• DATA TO USE:

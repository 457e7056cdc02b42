//! Benchmark orchestration.

use crate::config::BenchConfig;
use crate::generator::RequestGenerator;
use crate::metrics::{BenchResults, MetricsCollector, ReadSample};
use indicatif::{ProgressBar, ProgressStyle};
use mosaic_core::{ExecutorConfig, GranuleExecutor, RasterManager, ReadOutcome, ReadRequest};
use std::sync::Arc;
use std::time::Instant;
use test_utils::{first_difference, MosaicFixture};
use tokio::sync::Semaphore;
use tracing::{info, warn};

/// Result of comparing pooled and inline execution.
#[derive(Debug, Clone)]
pub struct VerifyReport {
    pub requests: u64,
    pub empty: u64,
    pub mismatches: Vec<String>,
}

/// Runs scenarios against a synthetic mosaic.
pub struct BenchRunner {
    config: BenchConfig,
    fixture: MosaicFixture,
}

impl BenchRunner {
    pub fn new(config: BenchConfig) -> Self {
        let fixture = config.fixture();
        Self { config, fixture }
    }

    async fn open(&self, executor: GranuleExecutor) -> anyhow::Result<RasterManager> {
        let decoders = mosaic_core::DecoderRegistry::new().register(Arc::new(self.fixture.decoder()));
        let manager = RasterManager::open(
            self.fixture.config(),
            Arc::new(self.fixture.index()),
            decoders,
            Some(Arc::new(executor)),
        )
        .await?;
        Ok(manager)
    }

    fn requests(&self) -> Vec<ReadRequest> {
        RequestGenerator::new(
            self.config.clone(),
            self.fixture.envelope(),
            self.fixture.times.clone(),
        )
        .generate(self.config.requests)
    }

    /// Run the benchmark.
    pub async fn run(&self) -> anyhow::Result<BenchResults> {
        let executor = GranuleExecutor::from_config(&ExecutorConfig {
            pooling: self.config.pooling,
            workers: self.config.workers,
        });
        let pooled = executor.is_pooled();
        let manager = Arc::new(self.open(executor).await?);
        let requests = self.requests();

        info!(
            scenario = %self.config.name,
            granules = self.fixture.records().len(),
            requests = requests.len(),
            concurrency = self.config.concurrency,
            pooled,
            "Starting benchmark"
        );

        let pb = ProgressBar::new(requests.len() as u64);
        pb.set_style(
            ProgressStyle::default_bar()
                .template("[{elapsed_precise}] {bar:40.cyan/blue} {pos}/{len} reads {msg}")?
                .progress_chars("##-"),
        );

        let mut metrics = MetricsCollector::new()?;
        let semaphore = Arc::new(Semaphore::new(self.config.concurrency));
        let mut handles = Vec::with_capacity(requests.len());

        for request in requests {
            let permit = semaphore.clone().acquire_owned().await?;
            let manager = manager.clone();
            handles.push(tokio::spawn(async move {
                let start = Instant::now();
                let outcome = manager.read(&request).await;
                let latency_us = start.elapsed().as_micros() as u64;
                drop(permit);
                match outcome {
                    Ok(ReadOutcome::Mosaic(mosaic)) => ReadSample::Mosaic {
                        latency_us,
                        pixels: mosaic.bounds.area(),
                        granules_matched: mosaic.matched,
                        granules_loaded: mosaic.loaded,
                    },
                    Ok(ReadOutcome::Empty) => ReadSample::Empty { latency_us },
                    Err(e) => ReadSample::Failed {
                        latency_us,
                        error: e.to_string(),
                    },
                }
            }));
        }

        for handle in handles {
            match handle.await {
                Ok(sample) => metrics.record(sample),
                Err(e) => warn!(error = %e, "Read task failed"),
            }
            pb.inc(1);
        }
        pb.finish_with_message("done");

        let stats = manager.granule_cache_stats().await;
        info!(
            hits = stats.hits,
            misses = stats.misses,
            hit_rate = stats.hit_rate(),
            "Granule cache"
        );
        manager.dispose().await;

        Ok(metrics.results(self.config.name.clone(), self.config.concurrency, pooled))
    }

    /// Issue a single read against the scenario mosaic.
    pub async fn read_once(&self, request: &ReadRequest) -> anyhow::Result<ReadOutcome> {
        let executor = GranuleExecutor::from_config(&ExecutorConfig {
            pooling: self.config.pooling,
            workers: self.config.workers,
        });
        let manager = self.open(executor).await?;
        let outcome = manager.read(request).await;
        manager.dispose().await;
        Ok(outcome?)
    }

    /// Read every request through a pooled and an inline executor and
    /// report any output that differs.
    pub async fn verify(&self) -> anyhow::Result<VerifyReport> {
        let pooled = self
            .open(GranuleExecutor::pooled(self.config.workers))
            .await?;
        let inline = self.open(GranuleExecutor::inline()).await?;

        let mut report = VerifyReport {
            requests: 0,
            empty: 0,
            mismatches: Vec::new(),
        };

        for (i, request) in self.requests().into_iter().enumerate() {
            report.requests += 1;
            let a = pooled.read(&request).await;
            let b = inline.read(&request).await;

            let mismatch = match (a, b) {
                (Ok(ReadOutcome::Empty), Ok(ReadOutcome::Empty)) => {
                    report.empty += 1;
                    None
                }
                (Ok(ReadOutcome::Mosaic(a)), Ok(ReadOutcome::Mosaic(b))) => {
                    if a.bounds != b.bounds || a.raster.layout != b.raster.layout {
                        Some(format!("request {}: output grids differ", i))
                    } else {
                        first_difference(&a.raster, &b.raster)
                            .map(|s| format!("request {}: sample {} differs", i, s))
                    }
                }
                (Err(a), Err(b)) if a.to_string() == b.to_string() => None,
                (a, b) => Some(format!(
                    "request {}: pooled {} vs inline {}",
                    i,
                    describe(&a),
                    describe(&b)
                )),
            };
            if let Some(m) = mismatch {
                warn!(mismatch = %m, "Executors disagree");
                report.mismatches.push(m);
            }
        }

        Ok(report)
    }
}

fn describe(outcome: &mosaic_core::Result<ReadOutcome>) -> String {
    match outcome {
        Ok(ReadOutcome::Empty) => "empty".to_string(),
        Ok(ReadOutcome::Mosaic(m)) => format!("{}x{} mosaic", m.raster.width, m.raster.height),
        Err(e) => format!("error '{}'", e),
    }
}

#[cfg(test)]
mod tests {
    use super::*;

    fn tiny() -> BenchConfig {
        BenchConfig {
            grid_cols: 2,
            grid_rows: 2,
            granule_size: 16,
            overviews: vec![1, 2],
            requests: 20,
            output_size: (4, 24),
            blend_ratio: 0.2,
            seed: Some(11),
            ..Default::default()
        }
    }

    #[tokio::test]
    async fn test_run_counts_every_read() {
        let results = BenchRunner::new(tiny()).run().await.unwrap();
        assert_eq!(results.total_reads, 20);
        assert_eq!(results.failed_reads, 0);
    }

    #[tokio::test]
    async fn test_read_once() {
        let runner = BenchRunner::new(tiny());
        let bbox = mosaic_common::BoundingBox::new(0.0, 0.0, 32.0, 32.0);
        let outcome = runner
            .read_once(&ReadRequest::new(bbox).with_size(16, 16))
            .await
            .unwrap();
        let mosaic = outcome.into_mosaic().unwrap();
        assert_eq!((mosaic.raster.width, mosaic.raster.height), (16, 16));
        assert_eq!(mosaic.matched, 4);

        let missed = mosaic_common::BoundingBox::new(100.0, 100.0, 120.0, 120.0);
        assert!(runner.read_once(&ReadRequest::new(missed)).await.unwrap().is_empty());
    }

    #[tokio::test]
    async fn test_pooled_and_inline_agree() {
        let report = BenchRunner::new(tiny()).verify().await.unwrap();
        assert_eq!(report.requests, 20);
        assert!(report.mismatches.is_empty(), "{:?}", report.mismatches);
    }
}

• WHAT YOU NEED TO DO: Your reply must be the entries above, returned word for word.

• WRITTEN RESPONSE:
repository 457e7056cdc02b42
//! Benchmark orchestration.

use crate::config::BenchConfig;
use crate::generator::RequestGenerator;
use crate::metrics::{BenchResults, MetricsCollector, ReadSample};
use indicatif::{ProgressBar, ProgressStyle};
use mosaic_core::{ExecutorConfig, GranuleExecutor, RasterManager, ReadOutcome, ReadRequest};
use std::sync::Arc;
use std::time::Instant;
use test_utils::{first_difference, MosaicFixture};
use tokio::sync::Semaphore;
use tracing::{info, warn};

/// Result of comparing pooled and inline execution.
#[derive(Debug, Clone)]
pub struct VerifyReport {
    pub requests: u64,
    pub empty: u64,
    pub mismatches: Vec<String>,
}

/// Runs scenarios against a synthetic mosaic.
pub struct BenchRunner {
    config: BenchConfig,
    fixture: MosaicFixture,
}

impl BenchRunner {
    pub fn new(config: BenchConfig) -> Self {
        let fixture = config.fixture();
        Self { config, fixture }
    }

    async fn open(&self, executor: GranuleExecutor) -> anyhow::Result<RasterManager> {
        let decoders = mosaic_core::DecoderRegistry::new().register(Arc::new(self.fixture.decoder()));
        let manager = RasterManager::open(
            self.fixture.config(),
            Arc::new(self.fixture.index()),
            decoders,
            Some(Arc::new(executor)),
        )
        .await?;
        Ok(manager)
    }

    fn requests(&self) -> Vec<ReadRequest> {
        RequestGenerator::new(
            self.config.clone(),
            self.fixture.envelope(),
            self.fixture.times.clone(),
        )
        .generate(self.config.requests)
    }

    /// Run the benchmark.
    pub async fn run(&self) -> anyhow::Result<BenchResults> {
        let executor = GranuleExecutor::from_config(&ExecutorConfig {
            pooling: self.config.pooling,
            workers: self.config.workers,
        });
        let pooled = executor.is_pooled();
        let manager = Arc::new(self.open(executor).await?);
        let requests = self.requests();

        info!(
            scenario = %self.config.name,
            granules = self.fixture.records().len(),
            requests = requests.len(),
            concurrency = self.config.concurrency,
            pooled,
            "Starting benchmark"
        );

        let pb = ProgressBar::new(requests.len() as u64);
        pb.set_style(
            ProgressStyle::default_bar()
                .template("[{elapsed_precise}] {bar:40.cyan/blue} {pos}/{len} reads {msg}")?
                .progress_chars("##-"),
        );

        let mut metrics = MetricsCollector::new()?;
        let semaphore = Arc::new(Semaphore::new(self.config.concurrency));
        let mut handles = Vec::with_capacity(requests.len());

        for request in requests {
            let permit = semaphore.clone().acquire_owned().await?;
            let manager = manager.clone();
            handles.push(tokio::spawn(async move {
                let start = Instant::now();
                let outcome = manager.read(&request).await;
                let latency_us = start.elapsed().as_micros() as u64;
                drop(permit);
                match outcome {
                    Ok(ReadOutcome::Mosaic(mosaic)) => ReadSample::Mosaic {
                        latency_us,
                        pixels: mosaic.bounds.area(),
                        granules_matched: mosaic.matched,
                        granules_loaded: mosaic.loaded,
                    },
                    Ok(ReadOutcome::Empty) => ReadSample::Empty { latency_us },
                    Err(e) => ReadSample::Failed {
                        latency_us,
                        error: e.to_string(),
                    },
                }
            }));
        }

        for handle in handles {
            match handle.await {
                Ok(sample) => metrics.record(sample),
                Err(e) => warn!(error = %e, "Read task failed"),
            }
            pb.inc(1);
        }
        pb.finish_with_message("done");

        let stats = manager.granule_cache_stats().await;
        info!(
            hits = stats.hits,
            misses = stats.misses,
            hit_rate = stats.hit_rate(),
            "Granule cache"
        );
        manager.dispose().await;

        Ok(metrics.results(self.config.name.clone(), self.config.concurrency, pooled))
    }

    /// Issue a single read against the scenario mosaic.
    pub async fn read_once(&self, request: &ReadRequest) -> anyhow::Result<ReadOutcome> {
        let executor = GranuleExecutor::from_config(&ExecutorConfig {
            pooling: self.config.pooling,
            workers: self.config.workers,
        });
        let manager = self.open(executor).await?;
        let outcome = manager.read(request).await;
        manager.dispose().await;
        Ok(outcome?)
    }

    /// Read every request through a pooled and an inline executor and
    /// report any output that differs.
    pub async fn verify(&self) -> anyhow::Result<VerifyReport> {
        let pooled = self
            .open(GranuleExecutor::pooled(self.config.workers))
            .await?;
        let inline = self.open(GranuleExecutor::inline()).await?;

        let mut report = VerifyReport {
            requests: 0,
            empty: 0,
            mismatches: Vec::new(),
        };

        for (i, request) in self.requests().into_iter().enumerate() {
            report.requests += 1;
            let a = pooled.read(&request).await;
            let b = inline.read(&request).await;

            let mismatch = match (a, b) {
                (Ok(ReadOutcome::Empty), Ok(ReadOutcome::Empty)) => {
                    report.empty += 1;
                    None
                }
                (Ok(ReadOutcome::Mosaic(a)), Ok(ReadOutcome::Mosaic(b))) => {
                    if a.bounds != b.bounds || a.raster.layout != b.raster.layout {
                        Some(format!("request {}: output grids differ", i))
                    } else {
                        first_difference(&a.raster, &b.raster)
                            .map(|s| format!("request {}: sample {} differs", i, s))
                    }
                }
                (Err(a), Err(b)) if a.to_string() == b.to_string() => None,
                (a, b) => Some(format!(
                    "request {}: pooled {} vs inline {}",
                    i,
                    describe(&a),
                    describe(&b)
                )),
            };
            if let Some(m) = mismatch {
                warn!(mismatch = %m, "Executors disagree");
                report.mismatches.push(m);
            }
        }

        Ok(report)
    }
}

fn describe(outcome: &mosaic_core::Result<ReadOutcome>) -> String {
    match outcome {
        Ok(ReadOutcome::Empty) => "empty".to_string(),
        Ok(ReadOutcome::Mosaic(m)) => format!("{}x{} mosaic", m.raster.width, m.raster.height),
        Err(e) => format!("error '{}'", e),
    }
}

#[cfg(test)]
mod tests {
    use super::*;

    fn tiny() -> BenchConfig {
        BenchConfig {
            grid_cols: 2,
            grid_rows: 2,
            granule_size: 16,
            overviews: vec![1, 2],
            requests: 20,
            output_size: (4, 24),
            blend_ratio: 0.2,
            seed: Some(11),
            ..Default::default()
        }
    }

    #[tokio::test]
    async fn test_run_counts_every_read() {
        let results = BenchRunner::new(tiny()).run().await.unwrap();
        assert_eq!(results.total_reads, 20);
        assert_eq!(results.failed_reads, 0);
    }

    #[tokio::test]
    async fn test_read_once() {
        let runner = BenchRunner::new(tiny());
        let bbox = mosaic_common::BoundingBox::new(0.0, 0.0, 32.0, 32.0);
        let outcome = runner
            .read_once(&ReadRequest::new(bbox).with_size(16, 16))
            .await
            .unwrap();
        let mosaic = outcome.into_mosaic().unwrap();
        assert_eq!((mosaic.raster.width, mosaic.raster.height), (16, 16));
        assert_eq!(mosaic.matched, 4);

        let missed = mosaic_common::BoundingBox::new(100.0, 100.0, 120.0, 120.0);
        assert!(runner.read_once(&ReadRequest::new(missed)).await.unwrap().is_empty());
    }

    #[tokio::test]
    async fn test_pooled_and_inline_agree() {
        let report = BenchRunner::new(tiny()).verify().await.unwrap();
        assert_eq!(report.requests, 20);
        assert!(report.mismatches.is_empty(), "{:?}", report.mismatches);
    }
}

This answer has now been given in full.